Old Oaken Bucket
- Sport: College football
- First meeting: November 14, 1891 Purdue 60, Indiana 0
- Latest meeting: November 28, 2025 Indiana 56, Purdue 3
- Next meeting: November 28, 2026
- Trophy: Old Oaken Bucket (Originated in 1925)

Statistics
- Total meetings: 127 (played annually since 1920)
- All-time series: Purdue leads, 77–44–6
- Trophy series: Purdue leads, 63–34–3 starting 1925
- Largest victory: Purdue, 68–0 (1892)
- Longest win streak: Purdue, 10 (1948–1957)
- Longest unbeaten streak: Purdue, 14 (1948–1961)
- Current win streak: Indiana, 2 (2024–present)

= Old Oaken Bucket =

Trophy that goes to the winner of the Indiana-Purdue college football game

The Old Oaken Bucket is a traveling trophy awarded in American college football as part of the rivalry between the Indiana Hoosiers football team of Indiana University and Purdue Boilermakers football team of Purdue University. It was first awarded in 1925.

Indiana and Purdue first met on the gridiron in 1891. The rivalry has been renewed annually in peacetime with some exceptions. Purdue leads the overall series 77–44–6. Like many rivalry games, the game is played during the final week of the college football season.

==History of the trophy==
The concept of a trophy for football games played annually between Purdue University and Indiana University was first proposed during a joint meeting of the Chicago chapters of the Indiana and Purdue alumni organizations in 1925:

"discuss the possibility of undertaking worthy joint enterprises in behalf of the two schools."

During that meeting Indiana alumnus Dr. Clarence Jones and Purdue alumnus Russel Gray were appointed to propose a suitable trophy. At a subsequent meeting in Chicago Jones and Gray recommended some oaken bucket be that trophy and the chapters drafted the resolution that:

"an old oaken bucket as the most typical Hoosier form of trophy, that the bucket should be taken from some well in Indiana, and that a chain to be made of bronze block "I" and "P" letters should be provided for the bucket. The school winning the traditional football game each year should have possession of the "Old Oaken Bucket" until the next game and should attach the block letter representing the winning school to the bail with the score engraved on the latter link."

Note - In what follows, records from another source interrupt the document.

//! DNS response cache with TTL-based expiration.

use rustc_hash::FxHashMap;
use std::sync::RwLock;
use std::time::Duration;

use hickory_proto::op::{Message, Query};
use tokio::time::Instant;

use crate::dns::{self, QuestionKey};

/// Minimum lifetime of any cached response.
pub const MIN_TTL: Duration = Duration::from_secs(300);

struct CacheEntry {
    message: Message,
    /// `None` for hosts-derived entries, which never expire.
    expires_at: Option<Instant>,
}

impl CacheEntry {
    fn is_live(&self, now: Instant) -> bool {
        self.expires_at.is_none_or(|at| now < at)
    }
}

/// TTL-based DNS cache keyed by question signature.
///
/// Entries are stored as message templates; every hit hands out a copy
/// re-stamped with the caller's transaction id.
pub struct DnsCache {
    entries: RwLock<FxHashMap<QuestionKey, CacheEntry>>,
    min_ttl: Duration,
}

impl DnsCache {
    pub fn new() -> Self {
        Self::with_min_ttl(MIN_TTL)
    }

    pub fn with_min_ttl(min_ttl: Duration) -> Self {
        Self {
            entries: RwLock::new(FxHashMap::default()),
            min_ttl,
        }
    }

    /// Look up a cached response for `request`, rewritten to its id.
    ///
    /// Expired entries are dropped lazily here.
    pub fn get(&self, request: &Message) -> Option<Message> {
        let key = QuestionKey::from_message(request);
        let now = Instant::now();

        {
            let Ok(entries) = self.entries.read() else {
                return None;
            };
            match entries.get(&key) {
                Some(entry) if entry.is_live(now) => {
                    return Some(dns::with_id(&entry.message, request.id()));
                }
                Some(_) => {}
                None => return None,
            }
        }

        let Ok(mut entries) = self.entries.write() else {
            return None;
        };
        if entries.get(&key).is_some_and(|entry| !entry.is_live(now)) {
            entries.remove(&key);
        }
        None
    }

    /// Store an upstream response for `queries`.
    ///
    /// Negative responses live for the floor TTL; otherwise the first
    /// answer's TTL is used, raised to the floor.
    pub fn set(&self, queries: &[Query], message: &Message) {
        let ttl = self.ttl_for(message);
        self.insert(queries, message, Some(Instant::now() + ttl));
    }

    /// Store an entry that never expires.
    pub fn set_permanent(&self, queries: &[Query], message: &Message) {
        self.insert(queries, message, None);
    }

    fn insert(&self, queries: &[Query], message: &Message, expires_at: Option<Instant>) {
        let key = QuestionKey::from_queries(queries);
        if key.is_empty() {
            return;
        }

        let Ok(mut entries) = self.entries.write() else {
            return;
        };
        entries.insert(
            key,
            CacheEntry {
                message: message.clone(),
                expires_at,
            },
        );
    }

    fn ttl_for(&self, message: &Message) -> Duration {
        match message.answers().first() {
            None => self.min_ttl,
            Some(record) => Duration::from_secs(u64::from(record.ttl())).max(self.min_ttl),
        }
    }

    pub fn len(&self) -> usize {
        self.entries.read().map(|e| e.len()).unwrap_or(0)
    }

    pub fn is_empty(&self) -> bool {
        self.len() == 0
    }
}

impl Default for DnsCache {
    fn default() -> Self {
        Self::new()
    }
}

Purdue alumnus Fritz Ernst and Indiana alumnus Whiley J. Huddle were appointed to find a suitable oak bucket. They found such a bucket at the then Bruner family farm between Kent and Hanover in southern Indiana. Although the bucket might have been used at an open well on the Bruner family farm that had been settled during the 1840s, the Bruner family lore indicates that the bucket might have been used by General John Hunt Morgan and his "Raiders" during their jaunt through southeastern Indiana during the Civil War.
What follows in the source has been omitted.